### Material provided:

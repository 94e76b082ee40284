//! Backends command - list available backends.

use anyhow::Result;
use gleaner_backends::BackendRegistry;
use serde::Serialize;

/// Arguments for the backends command.
#[derive(clap::Args, Debug, Default)]
pub struct BackendsArgs {
    /// Print JSON instead of text.
    #[arg(long)]
    pub json: bool,
}

#[derive(Debug, Serialize)]
struct BackendOutput {
    name: &'static str,
    backend: &'static str,
    version: &'static str,
    categories: Vec<&'static str>,
    archiving: bool,
    resuming: bool,
    sleep_time_secs: u64,
    max_retries: u32,
}

/// Runs the backends command.
pub fn run(args: &BackendsArgs) -> Result<()> {
    let backends = BackendRegistry::all();

    if args.json {
        let output: Vec<BackendOutput> = backends
            .iter()
            .map(|d| BackendOutput {
                name: d.cli_name,
                backend: d.name,
                version: d.version,
                categories: d.categories.iter().map(|c| c.as_str()).collect(),
                archiving: d.has_archiving,
                resuming: d.has_resuming,
                sleep_time_secs: d.defaults.sleep_time.as_secs(),
                max_retries: d.defaults.max_retries,
            })
            .collect();
        println!("{}", serde_json::to_string_pretty(&output)?);
    } else {
        for descriptor in backends {
            println!("{descriptor}");
        }
        println!();
        println!("Total: {} backends", backends.len());
    }

    Ok(())
}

### Work item:
Which lines above carry the string "static"? Copy those lines.

### Written answer:
    name: &'static str,
    backend: &'static str,
    version: &'static str,
    categories: Vec<&'static str>,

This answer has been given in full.